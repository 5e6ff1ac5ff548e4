//! Provider trait: the abstraction over model backends.
//!
//! A Provider sends a transcript (plus the operations the model may call)
//! to a model and returns one completion. Backends differ in which request
//! parameters each model accepts; every backend declares those differences
//! as [`ModelCapabilities`] and [`ModelCapabilities::negotiate`] reshapes a
//! request before it goes on the wire, so callers code to one contract.
//!
//! Implementations: OpenAI-compatible, Azure OpenAI, null/mock.

use async_trait::async_trait;
use serde::{Deserialize, Serialize};
use crate::error::ProviderError;
use crate::message::{Message, MessageToolCall};

/// A completion request in backend-neutral form.
#[derive(Debug, Clone, Serialize, Deserialize)]
pub struct ProviderRequest {
    /// The model to use (e.g., "gpt-4o", "o3-mini")
    pub model: String,

    /// The transcript, oldest first
    pub messages: Vec<Message>,

    /// Sampling temperature; `None` leaves the backend default
    #[serde(default, skip_serializing_if = "Option::is_none")]
    pub temperature: Option<f32>,

    /// Maximum tokens to generate
    #[serde(default, skip_serializing_if = "Option::is_none")]
    pub max_tokens: Option<u32>,

    /// Operations the model may call
    #[serde(default, skip_serializing_if = "Vec::is_empty")]
    pub tools: Vec<ToolDefinition>,
}

impl ProviderRequest {
    pub fn new(model: impl Into<String>, messages: Vec<Message>) -> Self {
        Self {
            model: model.into(),
            messages,
            temperature: None,
            max_tokens: None,
            tools: Vec::new(),
        }
    }

    pub fn with_tools(mut self, tools: Vec<ToolDefinition>) -> Self {
        self.tools = tools;
        self
    }

    pub fn with_temperature(mut self, temperature: Option<f32>) -> Self {
        self.temperature = temperature;
        self
    }

    pub fn with_max_tokens(mut self, max_tokens: Option<u32>) -> Self {
        self.max_tokens = max_tokens;
        self
    }
}

/// An operation signature sent to the model so it knows what it can call.
#[derive(Debug, Clone, PartialEq, Serialize, Deserialize)]
pub struct ToolDefinition {
    /// The operation name
    pub name: String,

    /// Description of what the operation does
    pub description: String,

    /// JSON Schema describing the operation's parameters
    pub parameters: serde_json::Value,
}

/// Why the model stopped generating.
#[derive(Debug, Clone, Copy, PartialEq, Eq, Serialize, Deserialize)]
#[serde(rename_all = "snake_case")]
pub enum FinishReason {
    Stop,
    ToolCalls,
    Length,
    ContentFilter,
    Other,
}

impl FinishReason {
    /// Map a wire-level finish reason string.
    pub fn from_api(reason: Option<&str>) -> Self {
        match reason {
            Some("stop") | None => Self::Stop,
            Some("tool_calls") | Some("function_call") => Self::ToolCalls,
            Some("length") => Self::Length,
            Some("content_filter") => Self::ContentFilter,
            Some(_) => Self::Other,
        }
    }
}

/// A complete response from a provider.
#[derive(Debug, Clone, Serialize, Deserialize)]
pub struct ProviderResponse {
    /// Generated text, if any
    #[serde(default, skip_serializing_if = "Option::is_none")]
    pub content: Option<String>,

    /// Tool calls requested by the model, in the order it returned them
    #[serde(default, skip_serializing_if = "Vec::is_empty")]
    pub tool_calls: Vec<MessageToolCall>,

    /// Token usage statistics
    #[serde(default)]
    pub usage: Usage,

    /// Which model actually responded (may differ from requested)
    pub model: String,

    pub finish_reason: FinishReason,
}

impl ProviderResponse {
    /// A text-only response.
    pub fn text(content: impl Into<String>, model: impl Into<String>) -> Self {
        Self {
            content: Some(content.into()),
            tool_calls: Vec::new(),
            usage: Usage::default(),
            model: model.into(),
            finish_reason: FinishReason::Stop,
        }
    }

    pub fn has_tool_calls(&self) -> bool {
        !self.tool_calls.is_empty()
    }

    /// Convert into the assistant turn that records this response.
    pub fn to_message(&self) -> Message {
        let content = self.content.clone().unwrap_or_default();
        let msg = if self.tool_calls.is_empty() {
            Message::assistant(content)
        } else {
            Message::assistant_tool_calls(content, self.tool_calls.clone())
        };
        msg.with_tokens(self.usage.completion_tokens)
            .with_metadata("model", serde_json::Value::String(self.model.clone()))
    }
}

/// Token usage information.
#[derive(Debug, Clone, Copy, Default, PartialEq, Eq, Serialize, Deserialize)]
pub struct Usage {
    pub prompt_tokens: u32,
    pub completion_tokens: u32,
    pub total_tokens: u32,
}

impl Usage {
    pub fn new(prompt_tokens: u32, completion_tokens: u32) -> Self {
        Self {
            prompt_tokens,
            completion_tokens,
            total_tokens: prompt_tokens + completion_tokens,
        }
    }

    /// Add another usage sample into this running total.
    pub fn accumulate(&mut self, other: &Usage) {
        self.prompt_tokens += other.prompt_tokens;
        self.completion_tokens += other.completion_tokens;
        self.total_tokens += other.total_tokens;
    }
}

/// Which request field carries the generation limit for a model.
#[derive(Debug, Clone, Copy, Default, PartialEq, Eq, Serialize, Deserialize)]
#[serde(rename_all = "snake_case")]
pub enum TokenLimitParam {
    #[default]
    MaxTokens,
    MaxCompletionTokens,
}

impl TokenLimitParam {
    pub fn field_name(&self) -> &'static str {
        match self {
            Self::MaxTokens => "max_tokens",
            Self::MaxCompletionTokens => "max_completion_tokens",
        }
    }
}

/// What a given model accepts on the wire.
#[derive(Debug, Clone, Copy, PartialEq, Eq, Serialize, Deserialize)]
pub struct ModelCapabilities {
    pub accepts_temperature: bool,
    pub token_limit: TokenLimitParam,
    pub accepts_tools: bool,
    pub parallel_tools: bool,
}

impl Default for ModelCapabilities {
    fn default() -> Self {
        Self {
            accepts_temperature: true,
            token_limit: TokenLimitParam::MaxTokens,
            accepts_tools: true,
            parallel_tools: true,
        }
    }
}

/// A request reshaped for one model.
#[derive(Debug, Clone)]
pub struct NegotiatedRequest {
    pub request: ProviderRequest,
    /// Field name to use for `request.max_tokens`
    pub token_limit_field: &'static str,
    /// Parameters removed because the model rejects them
    pub dropped: Vec<&'static str>,
    /// `parallel_tool_calls` flag; only set when tools survive negotiation
    pub parallel_tool_calls: Option<bool>,
}

impl ModelCapabilities {
    /// Strip or rename parameters the model does not accept.
    pub fn negotiate(&self, mut request: ProviderRequest) -> NegotiatedRequest {
        let mut dropped = Vec::new();

        if !self.accepts_temperature && request.temperature.take().is_some() {
            dropped.push("temperature");
        }

        if !self.accepts_tools && !request.tools.is_empty() {
            tracing::warn!(
                model = %request.model,
                tools = request.tools.len(),
                "Model does not support tool calling, dropping tool definitions"
            );
            request.tools.clear();
            dropped.push("tools");
        }

        let parallel_tool_calls = (!request.tools.is_empty()).then_some(self.parallel_tools);

        NegotiatedRequest {
            request,
            token_limit_field: self.token_limit.field_name(),
            dropped,
            parallel_tool_calls,
        }
    }
}

/// The core Provider trait.
///
/// Every model backend implements this trait. The agent loop calls
/// `complete()` without knowing which backend is in use. Errors are hard
/// failures: there is no internal retry, callers that want backoff wrap
/// the provider.
#[async_trait]
pub trait Provider: Send + Sync {
    /// A human-readable name for this provider (e.g., "openai", "null").
    fn name(&self) -> &str;

    /// Capabilities of `model` on this backend.
    fn capabilities(&self, _model: &str) -> ModelCapabilities {
        ModelCapabilities::default()
    }

    /// Send a request and get a complete response.
    async fn complete(&self, request: ProviderRequest) -> std::result::Result<ProviderResponse, ProviderError>;

    /// Health check: can we reach the provider?
    async fn health_check(&self) -> std::result::Result<bool, ProviderError> {
        Ok(true)
    }
}

#[cfg(test)]
mod tests {
    use super::*;

    fn request_with_everything() -> ProviderRequest {
        ProviderRequest::new("o1-preview", vec![Message::user("hi")])
            .with_temperature(Some(0.2))
            .with_max_tokens(Some(512))
            .with_tools(vec![ToolDefinition {
                name: "ping".into(),
                description: "Health check".into(),
                parameters: serde_json::json!({"type": "object", "properties": {}}),
            }])
    }

    #[test]
    fn permissive_capabilities_keep_request_intact() {
        let negotiated = ModelCapabilities::default().negotiate(request_with_everything());
        assert_eq!(negotiated.request.temperature, Some(0.2));
        assert_eq!(negotiated.request.tools.len(), 1);
        assert_eq!(negotiated.token_limit_field, "max_tokens");
        assert!(negotiated.dropped.is_empty());
        assert_eq!(negotiated.parallel_tool_calls, Some(true));
    }

    #[test]
    fn parallel_flag_absent_without_tools() {
        let request = ProviderRequest::new("gpt-4o", vec![Message::user("hi")]);
        let negotiated = ModelCapabilities::default().negotiate(request);
        assert_eq!(negotiated.parallel_tool_calls, None);
    }

    #[test]
    fn restrictive_capabilities_strip_parameters() {
        let caps = ModelCapabilities {
            accepts_temperature: false,
            token_limit: TokenLimitParam::MaxCompletionTokens,
            accepts_tools: false,
            parallel_tools: false,
        };
        let negotiated = caps.negotiate(request_with_everything());
        assert_eq!(negotiated.request.temperature, None);
        assert!(negotiated.request.tools.is_empty());
        assert_eq!(negotiated.request.max_tokens, Some(512));
        assert_eq!(negotiated.token_limit_field, "max_completion_tokens");
        assert_eq!(negotiated.dropped, vec!["temperature", "tools"]);
        assert_eq!(negotiated.parallel_tool_calls, None);
    }

    #[test]
    fn finish_reason_mapping() {
        assert_eq!(FinishReason::from_api(Some("tool_calls")), FinishReason::ToolCalls);
        assert_eq!(FinishReason::from_api(None), FinishReason::Stop);
        assert_eq!(FinishReason::from_api(Some("weird")), FinishReason::Other);
    }

    #[test]
    fn usage_accumulates() {
        let mut total = Usage::default();
        total.accumulate(&Usage::new(10, 5));
        total.accumulate(&Usage::new(3, 2));
        assert_eq!(total, Usage { prompt_tokens: 13, completion_tokens: 7, total_tokens: 20 });
    }

    #[test]
    fn response_to_message_carries_tool_calls() {
        let resp = ProviderResponse {
            content: None,
            tool_calls: vec![MessageToolCall { id: "c1".into(), name: "ping".into(), arguments: "{}".into() }],
            usage: Usage::new(4, 6),
            model: "mock".into(),
            finish_reason: FinishReason::ToolCalls,
        };
        let msg = resp.to_message();
        assert_eq!(msg.tool_calls.len(), 1);
        assert_eq!(msg.tokens, 6);
        assert_eq!(msg.content, "");
    }
}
- - -
WHAT THE TASK ASKS: Check all the records above and select each line where the string "static" is found.

SOLUTION:
    pub fn field_name(&self) -> &'static str {
    pub token_limit_field: &'static str,
    pub dropped: Vec<&'static str>,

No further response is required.